(Saved data entries)
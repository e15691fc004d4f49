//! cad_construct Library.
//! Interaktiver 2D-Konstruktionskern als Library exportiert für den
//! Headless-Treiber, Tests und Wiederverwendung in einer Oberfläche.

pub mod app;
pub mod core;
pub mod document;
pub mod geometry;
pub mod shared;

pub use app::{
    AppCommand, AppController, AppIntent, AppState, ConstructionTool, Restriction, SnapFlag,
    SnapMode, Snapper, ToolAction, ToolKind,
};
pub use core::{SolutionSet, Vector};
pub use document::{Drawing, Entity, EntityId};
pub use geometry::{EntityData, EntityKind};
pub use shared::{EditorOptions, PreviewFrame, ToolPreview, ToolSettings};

(EXERCISE) When a line of the records has the word "document", pick it out and copy it.

(ANSWER BOX)
pub mod document;
pub use document::{Drawing, Entity, EntityId};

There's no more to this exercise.